People ex rel. Hilton v. Lewis

Hill, P. J. (dissenting).

This matter is now before us as an appeal from the Rensselaer Special Term which adopted and approved the findings of a referee. The earlier decision by which this court appointed a referee has been set aside. The referee who heard the witnesses and the Special Term which adopted his findings were better qualified to pass upon the question of fact than this court. This court is not warranted in substituting its judgment as to value for the amount found by the trial court.

The decision of this court on the prior argument, handed down March 15, 1939 [256 App. Div. 479], is in all respects set aside; and this court, on a reargument of the appeal, had on the 4th day of October, 1939, which reargument was brought on by consent of the parties, hereby renders the following decision:

Judgment and order reversed, on the law and facts, without costs to either party against the other.

The court reverses all findings of fact, and disapproves all conclusions of law made by the court below.

The court finds and concludes as follows:

Findings of Fact.

First. The assessed parcel involved in this proceeding is owned in part by the -relator herein and was described and assessed in the 1937 assessment roll of the city of Albany as follows:

*764Owner: John G. M. Hilton.
Property: 41 North Pearl Street.
Land value: $434,000.
Full value: $800,000.
Character of property: Mercantile.
Description: 6-stone and brick.
Dimensions: Front, west line 58.70 feet, east line 72.12 feet; depth, 213.86 feet.”

Second. The relator duly demanded reduction in the assessment from $800,000 to $400,000.

Third. That the full, fair and reasonable value of the assessed premises herein, including all improvements thereon, as it would be appraised in payment of a just debt due from a solvent debtor on July 1,1937, was the sum of $750,000.

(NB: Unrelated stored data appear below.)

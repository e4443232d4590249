//! Read-only subcommand: print the current counter value.

use clap_serde_derive::{clap, ClapSerde};
use eyre::Result;
use spinners::{Spinner, Spinners};

use crate::{config_parsing::ConfigName, ledger::RpcLedger, state, util};

#[derive(ClapSerde, Debug, Clone)]
pub struct Config {
    #[arg(long, help = "Counter account to read")]
    #[default(None)]
    pub counter: Option<String>,

    #[arg(long, help = "RPC endpoint of the cluster")]
    #[default("http://127.0.0.1:8899".to_string())]
    pub url: String,
}

impl ConfigName for Config {
    const NAME: &'static str = "show";
}

pub fn run(config: Config) -> Result<()> {
    let Some(counter) = config.counter else {
        eprintln!("Error: `counter` is required (as a flag or in the config file)");
        std::process::exit(1);
    };
    let counter = util::parse_address("counter", &counter)?;

    let ledger = RpcLedger::new(config.url);

    let mut spinner = Spinner::new(Spinners::Dots, "Fetching the counter account...".to_string());
    match state::read(&ledger, &counter) {
        Ok(Some(value)) => {
            spinner.stop_and_persist("✅", format!("Counter {counter} holds {value}"));
            Ok(())
        }
        Ok(None) => {
            // Absent is not the same as zero
            spinner.stop_and_persist("❌", format!("Counter account {counter} does not exist"));
            std::process::exit(1);
        }
        Err(err) => {
            spinner.stop_and_persist("❌", "Fetch failed!".to_string());
            Err(err)
        }
    }
}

Fourth. That the assessment of said parcel involved in this proceeding is erroneous by reason of overvaluation to the extent of the difference between the amount which the premises are assessed for and the full value of said parcel as herein found, and the amount of overvaluation is $50,000.

Fifth. That the assessment of said parcel involved in this proceeding in the year 1937 is also erroneous by reason of inequality, in that the assessment has been made beyond the value thereof and also at a higher proportionate valuation than the assessment of other property on the same roll by the same officers.

Sixth. That the assessed value of real property generally on the assessment roll of 1937, throughout the city of Albany, is eighty-two per cent of the full value; and that the extent of inequality in the assessment of the parcel involved in this proceeding amounts to eighteen per cent of its full value. Therefore, the assessed valuation of the relator’s premises should be reduced in all to $615,000.

Conclusions of Law.

First. That relator is entitled to judgment herein that the assessment of said parcel described on the assessment roll of 1937 involved in this proceeding is erroneous by reason of overvaluation to the extent of $50,000.

Second. That relator is entitled to judgment that the afdresaid assessment for the year 1937 is also erroneous by reason of inequality, which inequality amounts to eighteen per cent of the full value of said property. The amount, therefore, to be allowed for such inequality is $135,000.

Third. That the assessment roll of the city of Albany for the year 1937 should be corrected and the judgment to be entered herein should direct that the assessment for the year 1937 of the premises involved in this proceeding be corrected by reducing said assessment to $615,000, without costs.